====== Records provided

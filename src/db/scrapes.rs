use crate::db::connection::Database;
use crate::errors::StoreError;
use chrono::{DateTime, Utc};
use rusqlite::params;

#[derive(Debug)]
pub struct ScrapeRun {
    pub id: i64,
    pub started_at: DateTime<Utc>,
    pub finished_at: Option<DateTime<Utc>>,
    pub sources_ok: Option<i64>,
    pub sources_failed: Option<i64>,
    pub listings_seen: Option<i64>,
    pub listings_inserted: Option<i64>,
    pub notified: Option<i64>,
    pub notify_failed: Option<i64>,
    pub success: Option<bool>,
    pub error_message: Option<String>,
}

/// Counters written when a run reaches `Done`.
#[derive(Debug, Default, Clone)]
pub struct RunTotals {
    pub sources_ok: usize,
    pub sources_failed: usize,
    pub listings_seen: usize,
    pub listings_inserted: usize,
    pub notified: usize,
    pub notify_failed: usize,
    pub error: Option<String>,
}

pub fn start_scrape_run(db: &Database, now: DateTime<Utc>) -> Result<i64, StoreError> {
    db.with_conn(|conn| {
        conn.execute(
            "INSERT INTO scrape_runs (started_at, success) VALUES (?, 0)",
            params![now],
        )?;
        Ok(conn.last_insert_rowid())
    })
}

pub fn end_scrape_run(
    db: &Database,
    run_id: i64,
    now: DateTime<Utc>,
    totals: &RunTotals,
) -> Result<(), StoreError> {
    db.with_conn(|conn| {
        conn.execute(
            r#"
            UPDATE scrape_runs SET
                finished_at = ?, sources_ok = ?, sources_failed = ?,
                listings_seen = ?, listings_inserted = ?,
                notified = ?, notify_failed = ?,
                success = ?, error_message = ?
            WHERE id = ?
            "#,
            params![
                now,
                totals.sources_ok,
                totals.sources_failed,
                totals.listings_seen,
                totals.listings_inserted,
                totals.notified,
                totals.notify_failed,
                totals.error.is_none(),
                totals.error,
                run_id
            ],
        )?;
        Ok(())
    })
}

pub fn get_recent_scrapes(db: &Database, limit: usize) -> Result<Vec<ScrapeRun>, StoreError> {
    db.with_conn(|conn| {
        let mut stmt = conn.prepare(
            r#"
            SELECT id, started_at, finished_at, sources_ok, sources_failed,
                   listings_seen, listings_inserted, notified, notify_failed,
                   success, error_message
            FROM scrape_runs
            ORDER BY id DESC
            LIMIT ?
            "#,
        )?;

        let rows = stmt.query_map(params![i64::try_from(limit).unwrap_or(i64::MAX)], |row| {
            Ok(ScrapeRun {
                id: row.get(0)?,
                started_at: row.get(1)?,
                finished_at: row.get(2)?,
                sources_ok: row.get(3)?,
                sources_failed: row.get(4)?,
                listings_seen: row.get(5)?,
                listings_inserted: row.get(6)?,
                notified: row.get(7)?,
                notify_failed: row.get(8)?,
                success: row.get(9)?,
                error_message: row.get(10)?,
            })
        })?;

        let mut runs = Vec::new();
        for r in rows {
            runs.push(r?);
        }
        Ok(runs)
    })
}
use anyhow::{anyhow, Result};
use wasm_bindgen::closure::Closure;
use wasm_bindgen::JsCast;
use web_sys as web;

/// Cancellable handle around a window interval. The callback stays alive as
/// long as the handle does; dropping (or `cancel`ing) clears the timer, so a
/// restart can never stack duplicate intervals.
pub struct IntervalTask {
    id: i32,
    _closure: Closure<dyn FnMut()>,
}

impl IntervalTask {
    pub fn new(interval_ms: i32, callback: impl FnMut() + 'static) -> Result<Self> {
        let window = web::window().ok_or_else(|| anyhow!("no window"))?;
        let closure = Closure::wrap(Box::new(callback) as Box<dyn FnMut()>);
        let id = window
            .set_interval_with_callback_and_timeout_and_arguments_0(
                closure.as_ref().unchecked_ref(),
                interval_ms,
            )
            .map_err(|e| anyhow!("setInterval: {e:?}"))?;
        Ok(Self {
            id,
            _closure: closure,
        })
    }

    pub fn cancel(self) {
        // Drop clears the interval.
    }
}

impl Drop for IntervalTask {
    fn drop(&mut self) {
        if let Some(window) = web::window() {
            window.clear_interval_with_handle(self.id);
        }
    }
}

============

* **To do**:
Find how many lines of the material include the string "window". Nothing but the number should be given.

* **Answer to this exercise**:
5